[Collected data entries]

%%

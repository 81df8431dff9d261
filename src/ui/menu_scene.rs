//! Arcade main menu.

use super::game_common::{create_game_layout, heading, render_info_panel_frame, render_status_bar, stat_line};
use crate::games::{GameType, MenuState};
use ratatui::{
    layout::Rect,
    style::{Color, Modifier, Style},
    text::{Line, Span},
    widgets::Paragraph,
    Frame,
};

pub fn render_menu_scene(frame: &mut Frame, area: Rect, menu: &MenuState) {
    let layout = create_game_layout(frame, area, " Arcade ", Color::Magenta, 6, 30);

    let lines: Vec<Line> = GameType::ALL
        .iter()
        .enumerate()
        .map(|(i, game)| {
            if i == menu.selected {
                Line::from(Span::styled(
                    format!(" > {} ", game.name()),
                    Style::default()
                        .fg(Color::Black)
                        .bg(Color::Magenta)
                        .add_modifier(Modifier::BOLD),
                ))
            } else {
                Line::from(Span::styled(
                    format!("   {} ", game.name()),
                    Style::default().fg(Color::White),
                ))
            }
        })
        .collect();
    let top = layout.content.y + 1;
    frame.render_widget(
        Paragraph::new(lines),
        Rect::new(
            layout.content.x + 2,
            top,
            layout.content.width.saturating_sub(2),
            layout.content.height.saturating_sub(1),
        ),
    );

    render_status_bar(
        frame,
        layout.status_bar,
        "Pick a game",
        Color::White,
        &[
            ("[Up/Down]", "Select"),
            ("[Enter]", "Play"),
            ("[M]", "Mode"),
            ("[Q]", "Quit"),
        ],
    );

    let inner = render_info_panel_frame(frame, layout.info_panel);
    let selected = menu.selected_game();
    let mut info = vec![
        heading("ABOUT"),
        Line::from(Span::styled(
            selected.description(),
            Style::default().fg(Color::Gray),
        )),
        Line::from(""),
    ];
    if selected.uses_play_mode() {
        info.push(stat_line("Mode", menu.mode.name().to_string(), Color::Cyan));
    }
    frame.render_widget(
        Paragraph::new(info).wrap(ratatui::widgets::Wrap { trim: true }),
        inner,
    );
}
//! Dino Run / Bike Run rendering.
//!
//! Uses a cell buffer for per-character color control. World rectangles are
//! scaled onto the grid, drawn into the buffer, and the buffer is stamped
//! row-by-row as Paragraph widgets.

use super::game_common::{
    create_game_layout, heading, render_game_over_banner, render_info_panel_frame,
    render_status_bar, stat_line, GameResultType,
};
use crate::core::constants::WORLD_WIDTH;
use crate::games::runner::{
    CharacterState, ObstacleKind, ObstacleVariant, Rect as WorldRect, RunnerGame, RunnerSkin,
};
use ratatui::{
    layout::Rect,
    style::{Color, Style},
    text::{Line, Span},
    widgets::Paragraph,
    Frame,
};

/// World units shown above the ground line.
const VIEW_HEIGHT: f64 = 180.0;
const GROUND_CHAR: char = '▓';

/// Render a runner scene. `notice` is an optional one-line message (e.g. the
/// export result) shown in the status bar.
pub fn render_runner_scene(frame: &mut Frame, area: Rect, game: &RunnerGame, notice: Option<&str>) {
    let title = format!(" {} ", game.skin.title());
    let layout = create_game_layout(frame, area, &title, Color::LightYellow, 12, 24);

    render_play_field(frame, layout.content, game);
    render_status_bar_content(frame, layout.status_bar, game, notice);
    render_info_panel(frame, layout.info_panel, game);

    if game.game_over {
        render_result_banner(frame, layout.content, game);
    }
}

#[derive(Clone, Copy)]
struct Cell {
    ch: char,
    fg: Color,
}

impl Default for Cell {
    fn default() -> Self {
        Self {
            ch: ' ',
            fg: Color::Reset,
        }
    }
}

/// Maps world coordinates onto the cell buffer.
struct Viewport {
    width: usize,
    /// Row index of the ground line.
    ground_row: usize,
    x_scale: f64,
    y_scale: f64,
}

impl Viewport {
    fn new(width: u16, height: u16) -> Self {
        let ground_row = height.saturating_sub(1) as usize;
        Self {
            width: width as usize,
            ground_row,
            x_scale: width as f64 / WORLD_WIDTH,
            y_scale: ground_row as f64 / VIEW_HEIGHT,
        }
    }

    /// Cells covered by a world rectangle, as (row, col) pairs.
    fn cells(&self, rect: &WorldRect) -> Vec<(usize, usize)> {
        let col_start = (rect.left * self.x_scale).floor().max(0.0) as usize;
        let col_end = ((rect.right * self.x_scale).ceil().max(0.0) as usize).min(self.width);
        let band_low = (rect.bottom * self.y_scale).floor().max(0.0) as usize;
        let band_high = ((rect.top * self.y_scale).ceil() as usize).max(band_low + 1);

        let mut cells = Vec::new();
        for band in band_low..band_high {
            // Band 0 sits directly above the ground line.
            let Some(row) = self.ground_row.checked_sub(band + 1) else {
                continue;
            };
            for col in col_start..col_end {
                cells.push((row, col));
            }
        }
        cells
    }
}

fn character_glyph(game: &RunnerGame) -> (char, Color) {
    let base = match game.skin {
        RunnerSkin::Dino => Color::LightGreen,
        RunnerSkin::Bike => Color::LightCyan,
    };
    match (game.state, game.skin) {
        (CharacterState::Dead, _) => ('x', Color::Red),
        (CharacterState::Jumping, RunnerSkin::Dino) => ('█', base),
        (CharacterState::Jumping, RunnerSkin::Bike) => ('◆', base),
        (_, RunnerSkin::Dino) if game.animation_frame == 0 => ('█', base),
        (_, RunnerSkin::Dino) => ('▓', base),
        (_, RunnerSkin::Bike) if game.animation_frame == 0 => ('o', base),
        (_, RunnerSkin::Bike) => ('O', base),
    }
}

fn obstacle_glyph(variant: ObstacleVariant, flap_frame: u8) -> (char, Color) {
    match variant {
        ObstacleVariant::Bird if flap_frame == 0 => ('v', Color::Magenta),
        ObstacleVariant::Bird => ('^', Color::Magenta),
        ObstacleVariant::LargeCactus1 | ObstacleVariant::SmallCactus1 => ('|', Color::Green),
        ObstacleVariant::LargeCactus2 | ObstacleVariant::SmallCactus2 => ('¥', Color::Green),
        ObstacleVariant::LargeCactus3 | ObstacleVariant::SmallCactus3 => ('Ψ', Color::Green),
    }
}

fn render_play_field(frame: &mut Frame, area: Rect, game: &RunnerGame) {
    if area.height < 4 || area.width < 10 {
        return;
    }

    let view = Viewport::new(area.width, area.height);
    let mut buffer = vec![vec![Cell::default(); view.width]; area.height as usize];

    for cell in buffer[view.ground_row].iter_mut() {
        *cell = Cell {
            ch: GROUND_CHAR,
            fg: Color::Rgb(120, 100, 70),
        };
    }

    let (ch, fg) = obstacle_glyph(game.obstacle.variant, game.obstacle.flap_frame);
    for (row, col) in view.cells(&game.obstacle.bounds()) {
        buffer[row][col] = Cell { ch, fg };
    }

    let (ch, fg) = character_glyph(game);
    for (row, col) in view.cells(&game.character_bounds()) {
        buffer[row][col] = Cell { ch, fg };
    }

    let distance = format!("{} m", game.stats.distance);
    let start = view.width.saturating_sub(distance.len() + 1);
    for (i, ch) in distance.chars().enumerate() {
        if let Some(cell) = buffer[0].get_mut(start + i) {
            *cell = Cell {
                ch,
                fg: Color::White,
            };
        }
    }

    for (row_idx, row_data) in buffer.iter().enumerate() {
        let mut spans: Vec<Span> = Vec::new();
        let mut current_fg = Color::Reset;
        let mut current_text = String::new();

        for &cell in row_data {
            if cell.fg != current_fg && !current_text.is_empty() {
                spans.push(Span::styled(
                    std::mem::take(&mut current_text),
                    Style::default().fg(current_fg),
                ));
            }
            current_fg = cell.fg;
            current_text.push(cell.ch);
        }
        if !current_text.is_empty() {
            spans.push(Span::styled(current_text, Style::default().fg(current_fg)));
        }

        frame.render_widget(
            Paragraph::new(Line::from(spans)),
            Rect::new(area.x, area.y + row_idx as u16, area.width, 1),
        );
    }
}

fn render_status_bar_content(frame: &mut Frame, area: Rect, game: &RunnerGame, notice: Option<&str>) {
    if game.game_over {
        render_status_bar(
            frame,
            area,
            notice.unwrap_or("Game over"),
            Color::Red,
            &[("[R]", "Restart"), ("[E]", "Export"), ("[Esc]", "Menu")],
        );
        return;
    }

    let duck_hint = if game.is_duck_held() { "Stand" } else { "Duck" };
    let status = match game.obstacle.kind() {
        ObstacleKind::Flying => "Bird incoming!",
        ObstacleKind::Ground => "Run!",
    };
    render_status_bar(
        frame,
        area,
        notice.unwrap_or(status),
        Color::LightYellow,
        &[
            ("[Space/Up]", "Jump"),
            ("[Down]", duck_hint),
            ("[E]", "Export"),
            ("[Esc]", "Menu"),
        ],
    );
}

fn render_info_panel(frame: &mut Frame, area: Rect, game: &RunnerGame) {
    let inner = render_info_panel_frame(frame, area);
    let stats = game.stats;
    let best = game.scores.high_score;

    let lines: Vec<Line> = vec![
        heading("THIS RUN"),
        stat_line("Distance", format!("{} m", stats.distance), Color::White),
        stat_line("Jumps", stats.jumps.to_string(), Color::White),
        stat_line("Max height", format!("{:.2}", stats.max_height), Color::White),
        Line::from(""),
        heading("BEST"),
        stat_line("Distance", format!("{} m", best.distance), Color::Cyan),
        stat_line("Jumps", best.jumps.to_string(), Color::Cyan),
        stat_line("Max height", format!("{:.2}", best.max_height), Color::Cyan),
        Line::from(""),
        stat_line(
            "Runs saved",
            game.scores.history.len().to_string(),
            Color::DarkGray,
        ),
    ];

    frame.render_widget(Paragraph::new(lines), inner);
}

fn render_result_banner(frame: &mut Frame, area: Rect, game: &RunnerGame) {
    let Some(record) = game.last_record else {
        return;
    };
    let best = game.scores.high_score;
    let details = vec![
        format!(
            "{} m  |  {} jumps  |  height {:.2} / {:.2}",
            record.distance, record.jumps, record.max_height, record.min_height
        ),
        format!(
            "Best: {} m  |  {} jumps  |  height {:.2}",
            best.distance, best.jumps, best.max_height
        ),
    ];
    let result_type = if record.distance >= best.distance {
        GameResultType::Win
    } else {
        GameResultType::Loss
    };
    render_game_over_banner(
        frame,
        area,
        result_type,
        "GAME OVER",
        &details,
        "[R] Restart  [E] Export history",
    );
}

%%

→ WHAT IS BEING ASKED
Please state how many lines in the entries above include the word "RunnerSkin", giving only the number.

→ WRITTEN RESPONSE
9